Without skipping anything, write out each record below exactly.

::: Given data :::

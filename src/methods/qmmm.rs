//! Electrostatic-embedding QM/MM.
//!
//! The system is split into a QM region and MM point charges. The QM child
//! method sees the QM atoms plus the MM sites as embedding point charges;
//! the MM region contributes a classical Coulomb sum over charge pairs.
//!
//!   E = E_QM(embedded region) + Σ_{i<j ∈ MM} qᵢ·qⱼ / rᵢⱼ
//!
//! Distances are in bohr and charges in atomic units, so no conversion
//! factor appears in the Coulomb term.

use itertools::Itertools;
use nalgebra::Vector3;
use tracing::info;

use crate::config::Config;
use crate::helpers::fill_deriv;
use crate::method::{require_system, DerivResult, EnergyMethod, MethodError};
use crate::registry::{MethodFactory, MethodProvider, MethodRegistry};
use crate::system::{Atom, System, Wavefunction};

#[derive(Debug, Default)]
pub struct ElectrostaticEmbedding {
    qm_method_key: Option<String>,
    qm_atoms: Vec<usize>,
}

impl ElectrostaticEmbedding {
    pub fn new() -> Self {
        Self::default()
    }

    pub fn with_setup(qm_method: impl Into<String>, qm_atoms: Vec<usize>) -> Self {
        ElectrostaticEmbedding {
            qm_method_key: Some(qm_method.into()),
            qm_atoms,
        }
    }

    /// MM atom indices: everything outside the QM region. Each must carry a
    /// point charge.
    fn mm_atoms(&self, system: &System) -> Result<Vec<usize>, MethodError> {
        let mut mm = Vec::new();
        for index in 0..system.natoms() {
            if self.qm_atoms.contains(&index) {
                continue;
            }
            if system.atoms[index].mm_charge.is_none() {
                return Err(MethodError::InvalidConfig(format!(
                    "atom {} is outside the QM region but carries no point charge",
                    index
                )));
            }
            mm.push(index);
        }
        Ok(mm)
    }

    /// The system handed to the QM child: QM atoms first, then the MM sites
    /// as embedding point charges.
    fn embedded_system(&self, system: &System, mm: &[usize]) -> System {
        let mut atoms: Vec<Atom> = self
            .qm_atoms
            .iter()
            .map(|&i| system.atoms[i].clone())
            .collect();
        for &i in mm {
            let site = &system.atoms[i];
            atoms.push(Atom::point_charge(
                site.element,
                site.position,
                site.mm_charge.unwrap_or(0.0),
            ));
        }
        System::new(atoms)
    }

    /// Classical Coulomb energy of the MM point charges; pair sum over
    /// distinct sites.
    fn mm_energy(system: &System, mm: &[usize]) -> f64 {
        mm.iter()
            .tuple_combinations()
            .map(|(&i, &j)| {
                let qi = system.atoms[i].mm_charge.unwrap_or(0.0);
                let qj = system.atoms[j].mm_charge.unwrap_or(0.0);
                let r = (system.atoms[i].position - system.atoms[j].position).norm();
                qi * qj / r
            })
            .sum()
    }

    /// Gradient of the MM Coulomb energy, written into the full-system
    /// gradient vector.
    fn mm_gradient(system: &System, mm: &[usize], gradient: &mut [f64]) {
        for (&i, &j) in mm.iter().tuple_combinations() {
            let qi = system.atoms[i].mm_charge.unwrap_or(0.0);
            let qj = system.atoms[j].mm_charge.unwrap_or(0.0);
            let rij: Vector3<f64> = system.atoms[i].position - system.atoms[j].position;
            let r = rij.norm();
            // d(1/r)/dR_i = -r_ij / r^3
            let g = -qi * qj * rij / (r * r * r);
            for component in 0..3 {
                gradient[3 * i + component] += g[component];
                gradient[3 * j + component] -= g[component];
            }
        }
    }
}

impl EnergyMethod for ElectrostaticEmbedding {
    fn name(&self) -> &'static str {
        "EEQMMM"
    }

    fn configure(&mut self, config: &Config) -> Result<(), MethodError> {
        let params = config.qmmm.clone().unwrap_or_default();
        self.qm_method_key = params.qm_method;
        self.qm_atoms = params.qm_atoms.unwrap_or_default();
        Ok(())
    }

    fn deriv(
        &mut self,
        order: usize,
        wfn: &Wavefunction,
        registry: &MethodRegistry,
    ) -> Result<DerivResult, MethodError> {
        if order > 1 {
            return Err(MethodError::UnsupportedOrder {
                method: "EEQMMM",
                order,
            });
        }
        let system = require_system(wfn)?;
        let qm_method = self.qm_method_key.as_deref().ok_or_else(|| {
            MethodError::InvalidConfig("QM/MM embedding needs a QM method key".into())
        })?;
        if self.qm_atoms.is_empty() {
            return Err(MethodError::InvalidConfig(
                "QM/MM embedding needs a non-empty QM region".into(),
            ));
        }
        let mut seen = vec![false; system.natoms()];
        for &index in &self.qm_atoms {
            if index >= system.natoms() {
                return Err(MethodError::InvalidConfig(format!(
                    "QM atom index {} out of range for {} atoms",
                    index,
                    system.natoms()
                )));
            }
            if seen[index] {
                return Err(MethodError::InvalidConfig(format!(
                    "QM atom index {} listed more than once",
                    index
                )));
            }
            seen[index] = true;
        }

        let mm = self.mm_atoms(system)?;
        let embedded = self.embedded_system(system, &mm);
        let embedded_wfn = Wavefunction::from_system(embedded);

        let mut child = registry.create(qm_method)?;
        let qm_result = child.deriv(order, &embedded_wfn, registry)?;

        let mut values = vec![0.0; system.deriv_len(order)];
        // Embedded system lists QM atoms then MM sites, so the map back onto
        // the full system is the concatenation of the two index lists.
        let atom_map: Vec<usize> = self.qm_atoms.iter().chain(mm.iter()).copied().collect();
        fill_deriv(&mut values, &qm_result.values, 1.0, &atom_map, order)?;

        match order {
            0 => {
                let mm_energy = Self::mm_energy(system, &mm);
                values[0] += mm_energy;
                info!(
                    "QM/MM energy: {:.10} au (QM {:.10}, MM {:.10}, {} MM sites)",
                    values[0],
                    qm_result.energy(),
                    mm_energy,
                    mm.len()
                );
            }
            _ => Self::mm_gradient(system, &mm, &mut values),
        }

        Ok(DerivResult {
            wfn: wfn.clone(),
            values,
        })
    }
}

fn make_embedding() -> Box<dyn EnergyMethod> {
    Box::new(ElectrostaticEmbedding::new())
}

pub struct QmmmProvider;

impl MethodProvider for QmmmProvider {
    fn name(&self) -> &'static str {
        "qmmm"
    }

    fn factory(&self, symbol: &str) -> Option<MethodFactory> {
        match symbol {
            "EEQMMM" => Some(make_embedding),
            _ => None,
        }
    }
}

:::

### Solution to this exercise
filename src/methods/qmmm.rs
//! Electrostatic-embedding QM/MM.
//!
//! The system is split into a QM region and MM point charges. The QM child
//! method sees the QM atoms plus the MM sites as embedding point charges;
//! the MM region contributes a classical Coulomb sum over charge pairs.
//!
//!   E = E_QM(embedded region) + Σ_{i<j ∈ MM} qᵢ·qⱼ / rᵢⱼ
//!
//! Distances are in bohr and charges in atomic units, so no conversion
//! factor appears in the Coulomb term.

use itertools::Itertools;
use nalgebra::Vector3;
use tracing::info;

use crate::config::Config;
use crate::helpers::fill_deriv;
use crate::method::{require_system, DerivResult, EnergyMethod, MethodError};
use crate::registry::{MethodFactory, MethodProvider, MethodRegistry};
use crate::system::{Atom, System, Wavefunction};

#[derive(Debug, Default)]
pub struct ElectrostaticEmbedding {
    qm_method_key: Option<String>,
    qm_atoms: Vec<usize>,
}

impl ElectrostaticEmbedding {
    pub fn new() -> Self {
        Self::default()
    }

    pub fn with_setup(qm_method: impl Into<String>, qm_atoms: Vec<usize>) -> Self {
        ElectrostaticEmbedding {
            qm_method_key: Some(qm_method.into()),
            qm_atoms,
        }
    }

    /// MM atom indices: everything outside the QM region. Each must carry a
    /// point charge.
    fn mm_atoms(&self, system: &System) -> Result<Vec<usize>, MethodError> {
        let mut mm = Vec::new();
        for index in 0..system.natoms() {
            if self.qm_atoms.contains(&index) {
                continue;
            }
            if system.atoms[index].mm_charge.is_none() {
                return Err(MethodError::InvalidConfig(format!(
                    "atom {} is outside the QM region but carries no point charge",
                    index
                )));
            }
            mm.push(index);
        }
        Ok(mm)
    }

    /// The system handed to the QM child: QM atoms first, then the MM sites
    /// as embedding point charges.
    fn embedded_system(&self, system: &System, mm: &[usize]) -> System {
        let mut atoms: Vec<Atom> = self
            .qm_atoms
            .iter()
            .map(|&i| system.atoms[i].clone())
            .collect();
        for &i in mm {
            let site = &system.atoms[i];
            atoms.push(Atom::point_charge(
                site.element,
                site.position,
                site.mm_charge.unwrap_or(0.0),
            ));
        }
        System::new(atoms)
    }

    /// Classical Coulomb energy of the MM point charges; pair sum over
    /// distinct sites.
    fn mm_energy(system: &System, mm: &[usize]) -> f64 {
        mm.iter()
            .tuple_combinations()
            .map(|(&i, &j)| {
                let qi = system.atoms[i].mm_charge.unwrap_or(0.0);
                let qj = system.atoms[j].mm_charge.unwrap_or(0.0);
                let r = (system.atoms[i].position - system.atoms[j].position).norm();
                qi * qj / r
            })
            .sum()
    }

    /// Gradient of the MM Coulomb energy, written into the full-system
    /// gradient vector.
    fn mm_gradient(system: &System, mm: &[usize], gradient: &mut [f64]) {
        for (&i, &j) in mm.iter().tuple_combinations() {
            let qi = system.atoms[i].mm_charge.unwrap_or(0.0);
            let qj = system.atoms[j].mm_charge.unwrap_or(0.0);
            let rij: Vector3<f64> = system.atoms[i].position - system.atoms[j].position;
            let r = rij.norm();
            // d(1/r)/dR_i = -r_ij / r^3
            let g = -qi * qj * rij / (r * r * r);
            for component in 0..3 {
                gradient[3 * i + component] += g[component];
                gradient[3 * j + component] -= g[component];
            }
        }
    }
}

impl EnergyMethod for ElectrostaticEmbedding {
    fn name(&self) -> &'static str {
        "EEQMMM"
    }

    fn configure(&mut self, config: &Config) -> Result<(), MethodError> {
        let params = config.qmmm.clone().unwrap_or_default();
        self.qm_method_key = params.qm_method;
        self.qm_atoms = params.qm_atoms.unwrap_or_default();
        Ok(())
    }

    fn deriv(
        &mut self,
        order: usize,
        wfn: &Wavefunction,
        registry: &MethodRegistry,
    ) -> Result<DerivResult, MethodError> {
        if order > 1 {
            return Err(MethodError::UnsupportedOrder {
                method: "EEQMMM",
                order,
            });
        }
        let system = require_system(wfn)?;
        let qm_method = self.qm_method_key.as_deref().ok_or_else(|| {
            MethodError::InvalidConfig("QM/MM embedding needs a QM method key".into())
        })?;
        if self.qm_atoms.is_empty() {
            return Err(MethodError::InvalidConfig(
                "QM/MM embedding needs a non-empty QM region".into(),
            ));
        }
        let mut seen = vec![false; system.natoms()];
        for &index in &self.qm_atoms {
            if index >= system.natoms() {
                return Err(MethodError::InvalidConfig(format!(
                    "QM atom index {} out of range for {} atoms",
                    index,
                    system.natoms()
                )));
            }
            if seen[index] {
                return Err(MethodError::InvalidConfig(format!(
                    "QM atom index {} listed more than once",
                    index
                )));
            }
            seen[index] = true;
        }

        let mm = self.mm_atoms(system)?;
        let embedded = self.embedded_system(system, &mm);
        let embedded_wfn = Wavefunction::from_system(embedded);

        let mut child = registry.create(qm_method)?;
        let qm_result = child.deriv(order, &embedded_wfn, registry)?;

        let mut values = vec![0.0; system.deriv_len(order)];
        // Embedded system lists QM atoms then MM sites, so the map back onto
        // the full system is the concatenation of the two index lists.
        let atom_map: Vec<usize> = self.qm_atoms.iter().chain(mm.iter()).copied().collect();
        fill_deriv(&mut values, &qm_result.values, 1.0, &atom_map, order)?;

        match order {
            0 => {
                let mm_energy = Self::mm_energy(system, &mm);
                values[0] += mm_energy;
                info!(
                    "QM/MM energy: {:.10} au (QM {:.10}, MM {:.10}, {} MM sites)",
                    values[0],
                    qm_result.energy(),
                    mm_energy,
                    mm.len()
                );
            }
            _ => Self::mm_gradient(system, &mm, &mut values),
        }

        Ok(DerivResult {
            wfn: wfn.clone(),
            values,
        })
    }
}

fn make_embedding() -> Box<dyn EnergyMethod> {
    Box::new(ElectrostaticEmbedding::new())
}

pub struct QmmmProvider;

impl MethodProvider for QmmmProvider {
    fn name(&self) -> &'static str {
        "qmmm"
    }

    fn factory(&self, symbol: &str) -> Option<MethodFactory> {
        match symbol {
            "EEQMMM" => Some(make_embedding),
            _ => None,
        }
    }
}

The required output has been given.